Work instruction: Your reply should reproduce each record precisely as written.

Data to use:
>>>

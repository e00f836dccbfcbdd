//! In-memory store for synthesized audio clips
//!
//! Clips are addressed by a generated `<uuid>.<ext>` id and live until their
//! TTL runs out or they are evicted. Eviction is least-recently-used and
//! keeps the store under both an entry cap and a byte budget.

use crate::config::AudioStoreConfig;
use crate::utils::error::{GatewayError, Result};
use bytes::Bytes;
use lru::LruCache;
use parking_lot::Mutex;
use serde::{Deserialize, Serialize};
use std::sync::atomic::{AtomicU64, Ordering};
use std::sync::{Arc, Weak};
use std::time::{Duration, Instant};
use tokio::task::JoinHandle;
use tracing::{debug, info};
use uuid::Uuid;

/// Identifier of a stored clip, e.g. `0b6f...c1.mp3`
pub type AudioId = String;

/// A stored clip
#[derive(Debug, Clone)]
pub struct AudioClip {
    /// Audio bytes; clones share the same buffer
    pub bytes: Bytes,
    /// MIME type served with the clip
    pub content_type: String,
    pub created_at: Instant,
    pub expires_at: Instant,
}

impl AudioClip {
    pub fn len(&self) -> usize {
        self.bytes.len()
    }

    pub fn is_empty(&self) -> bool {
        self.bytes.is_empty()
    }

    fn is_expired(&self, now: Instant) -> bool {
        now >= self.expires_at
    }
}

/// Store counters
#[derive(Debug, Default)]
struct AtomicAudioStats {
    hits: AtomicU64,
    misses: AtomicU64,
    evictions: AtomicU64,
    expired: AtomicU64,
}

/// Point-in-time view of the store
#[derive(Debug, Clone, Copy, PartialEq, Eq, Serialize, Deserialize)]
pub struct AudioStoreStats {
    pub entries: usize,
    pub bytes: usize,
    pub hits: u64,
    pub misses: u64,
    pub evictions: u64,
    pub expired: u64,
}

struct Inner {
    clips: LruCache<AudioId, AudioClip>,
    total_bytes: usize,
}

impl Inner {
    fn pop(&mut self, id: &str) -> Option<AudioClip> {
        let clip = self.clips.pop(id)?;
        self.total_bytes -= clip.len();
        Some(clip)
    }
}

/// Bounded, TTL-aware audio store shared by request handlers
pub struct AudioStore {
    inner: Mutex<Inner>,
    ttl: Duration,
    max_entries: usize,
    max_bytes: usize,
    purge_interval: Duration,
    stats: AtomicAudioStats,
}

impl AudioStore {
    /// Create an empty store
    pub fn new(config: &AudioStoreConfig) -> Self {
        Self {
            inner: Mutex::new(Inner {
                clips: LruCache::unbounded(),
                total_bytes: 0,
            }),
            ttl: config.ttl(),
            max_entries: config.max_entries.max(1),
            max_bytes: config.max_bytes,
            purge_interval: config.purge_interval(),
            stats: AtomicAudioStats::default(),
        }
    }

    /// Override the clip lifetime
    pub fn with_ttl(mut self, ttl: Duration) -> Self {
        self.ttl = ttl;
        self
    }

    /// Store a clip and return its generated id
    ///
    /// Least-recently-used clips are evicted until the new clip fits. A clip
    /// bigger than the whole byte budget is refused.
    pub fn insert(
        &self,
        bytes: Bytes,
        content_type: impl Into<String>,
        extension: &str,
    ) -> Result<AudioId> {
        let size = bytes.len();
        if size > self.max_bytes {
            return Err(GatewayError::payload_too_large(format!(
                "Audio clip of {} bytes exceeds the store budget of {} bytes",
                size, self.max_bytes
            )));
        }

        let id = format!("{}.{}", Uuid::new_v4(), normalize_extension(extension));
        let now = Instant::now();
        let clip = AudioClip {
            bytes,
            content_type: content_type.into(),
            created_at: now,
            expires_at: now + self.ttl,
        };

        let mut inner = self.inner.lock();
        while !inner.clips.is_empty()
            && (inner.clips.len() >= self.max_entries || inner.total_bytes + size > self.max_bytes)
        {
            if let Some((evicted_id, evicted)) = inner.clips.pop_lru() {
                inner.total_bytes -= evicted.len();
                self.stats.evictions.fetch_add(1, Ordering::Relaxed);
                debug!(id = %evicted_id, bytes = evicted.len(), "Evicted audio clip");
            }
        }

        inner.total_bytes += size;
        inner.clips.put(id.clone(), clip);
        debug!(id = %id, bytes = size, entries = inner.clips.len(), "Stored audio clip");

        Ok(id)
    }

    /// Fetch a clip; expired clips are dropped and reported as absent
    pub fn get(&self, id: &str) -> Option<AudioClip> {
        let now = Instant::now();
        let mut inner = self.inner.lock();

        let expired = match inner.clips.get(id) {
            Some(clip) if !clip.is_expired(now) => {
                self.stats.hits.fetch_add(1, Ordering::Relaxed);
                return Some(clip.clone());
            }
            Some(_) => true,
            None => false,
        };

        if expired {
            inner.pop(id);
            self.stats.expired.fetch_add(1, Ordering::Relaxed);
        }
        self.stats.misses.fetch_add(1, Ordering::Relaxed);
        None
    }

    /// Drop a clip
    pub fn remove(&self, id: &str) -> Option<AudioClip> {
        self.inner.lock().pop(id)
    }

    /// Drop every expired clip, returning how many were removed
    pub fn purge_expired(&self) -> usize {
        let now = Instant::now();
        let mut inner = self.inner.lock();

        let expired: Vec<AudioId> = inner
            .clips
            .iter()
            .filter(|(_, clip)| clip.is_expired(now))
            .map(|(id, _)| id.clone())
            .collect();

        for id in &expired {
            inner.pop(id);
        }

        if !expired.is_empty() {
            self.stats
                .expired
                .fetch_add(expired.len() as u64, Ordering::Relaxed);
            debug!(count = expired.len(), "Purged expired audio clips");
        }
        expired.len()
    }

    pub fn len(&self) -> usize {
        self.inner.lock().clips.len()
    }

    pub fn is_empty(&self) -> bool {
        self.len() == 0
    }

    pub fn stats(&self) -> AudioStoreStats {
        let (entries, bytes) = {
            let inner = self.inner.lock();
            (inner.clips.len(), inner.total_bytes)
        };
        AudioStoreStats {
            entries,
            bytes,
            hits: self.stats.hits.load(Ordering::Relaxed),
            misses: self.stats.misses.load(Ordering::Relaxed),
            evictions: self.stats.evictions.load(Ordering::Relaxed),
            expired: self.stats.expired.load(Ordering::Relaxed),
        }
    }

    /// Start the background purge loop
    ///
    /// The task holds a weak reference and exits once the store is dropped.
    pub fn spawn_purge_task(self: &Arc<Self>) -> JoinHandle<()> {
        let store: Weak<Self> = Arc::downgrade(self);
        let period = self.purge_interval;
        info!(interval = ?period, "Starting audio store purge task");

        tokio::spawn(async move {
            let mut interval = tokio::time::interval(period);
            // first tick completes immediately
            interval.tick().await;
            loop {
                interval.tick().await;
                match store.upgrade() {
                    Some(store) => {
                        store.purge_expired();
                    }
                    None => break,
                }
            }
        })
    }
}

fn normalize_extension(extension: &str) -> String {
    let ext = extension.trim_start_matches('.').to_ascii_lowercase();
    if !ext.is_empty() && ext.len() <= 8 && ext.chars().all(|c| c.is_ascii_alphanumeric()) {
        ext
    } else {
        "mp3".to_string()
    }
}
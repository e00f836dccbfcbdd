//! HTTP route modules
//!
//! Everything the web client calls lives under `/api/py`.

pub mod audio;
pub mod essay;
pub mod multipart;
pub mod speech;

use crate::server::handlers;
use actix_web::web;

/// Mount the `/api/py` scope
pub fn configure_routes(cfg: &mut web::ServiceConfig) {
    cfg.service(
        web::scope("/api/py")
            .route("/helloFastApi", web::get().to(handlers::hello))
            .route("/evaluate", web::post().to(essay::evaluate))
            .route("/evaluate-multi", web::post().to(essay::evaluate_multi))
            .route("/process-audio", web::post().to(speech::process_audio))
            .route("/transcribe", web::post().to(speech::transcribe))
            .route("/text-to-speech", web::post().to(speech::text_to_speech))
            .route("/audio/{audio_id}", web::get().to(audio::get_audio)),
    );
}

<<<

Answer box:
repository e00f836dccbfcbdd
//! In-memory store for synthesized audio clips
//!
//! Clips are addressed by a generated `<uuid>.<ext>` id and live until their
//! TTL runs out or they are evicted. Eviction is least-recently-used and
//! keeps the store under both an entry cap and a byte budget.

use crate::config::AudioStoreConfig;
use crate::utils::error::{GatewayError, Result};
use bytes::Bytes;
use lru::LruCache;
use parking_lot::Mutex;
use serde::{Deserialize, Serialize};
use std::sync::atomic::{AtomicU64, Ordering};
use std::sync::{Arc, Weak};
use std::time::{Duration, Instant};
use tokio::task::JoinHandle;
use tracing::{debug, info};
use uuid::Uuid;

/// Identifier of a stored clip, e.g. `0b6f...c1.mp3`
pub type AudioId = String;

/// A stored clip
#[derive(Debug, Clone)]
pub struct AudioClip {
    /// Audio bytes; clones share the same buffer
    pub bytes: Bytes,
    /// MIME type served with the clip
    pub content_type: String,
    pub created_at: Instant,
    pub expires_at: Instant,
}

impl AudioClip {
    pub fn len(&self) -> usize {
        self.bytes.len()
    }

    pub fn is_empty(&self) -> bool {
        self.bytes.is_empty()
    }

    fn is_expired(&self, now: Instant) -> bool {
        now >= self.expires_at
    }
}

/// Store counters
#[derive(Debug, Default)]
struct AtomicAudioStats {
    hits: AtomicU64,
    misses: AtomicU64,
    evictions: AtomicU64,
    expired: AtomicU64,
}

/// Point-in-time view of the store
#[derive(Debug, Clone, Copy, PartialEq, Eq, Serialize, Deserialize)]
pub struct AudioStoreStats {
    pub entries: usize,
    pub bytes: usize,
    pub hits: u64,
    pub misses: u64,
    pub evictions: u64,
    pub expired: u64,
}

struct Inner {
    clips: LruCache<AudioId, AudioClip>,
    total_bytes: usize,
}

impl Inner {
    fn pop(&mut self, id: &str) -> Option<AudioClip> {
        let clip = self.clips.pop(id)?;
        self.total_bytes -= clip.len();
        Some(clip)
    }
}

/// Bounded, TTL-aware audio store shared by request handlers
pub struct AudioStore {
    inner: Mutex<Inner>,
    ttl: Duration,
    max_entries: usize,
    max_bytes: usize,
    purge_interval: Duration,
    stats: AtomicAudioStats,
}

impl AudioStore {
    /// Create an empty store
    pub fn new(config: &AudioStoreConfig) -> Self {
        Self {
            inner: Mutex::new(Inner {
                clips: LruCache::unbounded(),
                total_bytes: 0,
            }),
            ttl: config.ttl(),
            max_entries: config.max_entries.max(1),
            max_bytes: config.max_bytes,
            purge_interval: config.purge_interval(),
            stats: AtomicAudioStats::default(),
        }
    }

    /// Override the clip lifetime
    pub fn with_ttl(mut self, ttl: Duration) -> Self {
        self.ttl = ttl;
        self
    }

    /// Store a clip and return its generated id
    ///
    /// Least-recently-used clips are evicted until the new clip fits. A clip
    /// bigger than the whole byte budget is refused.
    pub fn insert(
        &self,
        bytes: Bytes,
        content_type: impl Into<String>,
        extension: &str,
    ) -> Result<AudioId> {
        let size = bytes.len();
        if size > self.max_bytes {
            return Err(GatewayError::payload_too_large(format!(
                "Audio clip of {} bytes exceeds the store budget of {} bytes",
                size, self.max_bytes
            )));
        }

        let id = format!("{}.{}", Uuid::new_v4(), normalize_extension(extension));
        let now = Instant::now();
        let clip = AudioClip {
            bytes,
            content_type: content_type.into(),
            created_at: now,
            expires_at: now + self.ttl,
        };

        let mut inner = self.inner.lock();
        while !inner.clips.is_empty()
            && (inner.clips.len() >= self.max_entries || inner.total_bytes + size > self.max_bytes)
        {
            if let Some((evicted_id, evicted)) = inner.clips.pop_lru() {
                inner.total_bytes -= evicted.len();
                self.stats.evictions.fetch_add(1, Ordering::Relaxed);
                debug!(id = %evicted_id, bytes = evicted.len(), "Evicted audio clip");
            }
        }

        inner.total_bytes += size;
        inner.clips.put(id.clone(), clip);
        debug!(id = %id, bytes = size, entries = inner.clips.len(), "Stored audio clip");

        Ok(id)
    }

    /// Fetch a clip; expired clips are dropped and reported as absent
    pub fn get(&self, id: &str) -> Option<AudioClip> {
        let now = Instant::now();
        let mut inner = self.inner.lock();

        let expired = match inner.clips.get(id) {
            Some(clip) if !clip.is_expired(now) => {
                self.stats.hits.fetch_add(1, Ordering::Relaxed);
                return Some(clip.clone());
            }
            Some(_) => true,
            None => false,
        };

        if expired {
            inner.pop(id);
            self.stats.expired.fetch_add(1, Ordering::Relaxed);
        }
        self.stats.misses.fetch_add(1, Ordering::Relaxed);
        None
    }

    /// Drop a clip
    pub fn remove(&self, id: &str) -> Option<AudioClip> {
        self.inner.lock().pop(id)
    }

    /// Drop every expired clip, returning how many were removed
    pub fn purge_expired(&self) -> usize {
        let now = Instant::now();
        let mut inner = self.inner.lock();

        let expired: Vec<AudioId> = inner
            .clips
            .iter()
            .filter(|(_, clip)| clip.is_expired(now))
            .map(|(id, _)| id.clone())
            .collect();

        for id in &expired {
            inner.pop(id);
        }

        if !expired.is_empty() {
            self.stats
                .expired
                .fetch_add(expired.len() as u64, Ordering::Relaxed);
            debug!(count = expired.len(), "Purged expired audio clips");
        }
        expired.len()
    }

    pub fn len(&self) -> usize {
        self.inner.lock().clips.len()
    }

    pub fn is_empty(&self) -> bool {
        self.len() == 0
    }

    pub fn stats(&self) -> AudioStoreStats {
        let (entries, bytes) = {
            let inner = self.inner.lock();
            (inner.clips.len(), inner.total_bytes)
        };
        AudioStoreStats {
            entries,
            bytes,
            hits: self.stats.hits.load(Ordering::Relaxed),
            misses: self.stats.misses.load(Ordering::Relaxed),
            evictions: self.stats.evictions.load(Ordering::Relaxed),
            expired: self.stats.expired.load(Ordering::Relaxed),
        }
    }

    /// Start the background purge loop
    ///
    /// The task holds a weak reference and exits once the store is dropped.
    pub fn spawn_purge_task(self: &Arc<Self>) -> JoinHandle<()> {
        let store: Weak<Self> = Arc::downgrade(self);
        let period = self.purge_interval;
        info!(interval = ?period, "Starting audio store purge task");

        tokio::spawn(async move {
            let mut interval = tokio::time::interval(period);
            // first tick completes immediately
            interval.tick().await;
            loop {
                interval.tick().await;
                match store.upgrade() {
                    Some(store) => {
                        store.purge_expired();
                    }
                    None => break,
                }
            }
        })
    }
}

fn normalize_extension(extension: &str) -> String {
    let ext = extension.trim_start_matches('.').to_ascii_lowercase();
    if !ext.is_empty() && ext.len() <= 8 && ext.chars().all(|c| c.is_ascii_alphanumeric()) {
        ext
    } else {
        "mp3".to_string()
    }
}
repository e00f836dccbfcbdd
//! HTTP route modules
//!
//! Everything the web client calls lives under `/api/py`.

pub mod audio;
pub mod essay;
pub mod multipart;
pub mod speech;

use crate::server::handlers;
use actix_web::web;

/// Mount the `/api/py` scope
pub fn configure_routes(cfg: &mut web::ServiceConfig) {
    cfg.service(
        web::scope("/api/py")
            .route("/helloFastApi", web::get().to(handlers::hello))
            .route("/evaluate", web::post().to(essay::evaluate))
            .route("/evaluate-multi", web::post().to(essay::evaluate_multi))
            .route("/process-audio", web::post().to(speech::process_audio))
            .route("/transcribe", web::post().to(speech::transcribe))
            .route("/text-to-speech", web::post().to(speech::text_to_speech))
            .route("/audio/{audio_id}", web::get().to(audio::get_audio)),
    );
}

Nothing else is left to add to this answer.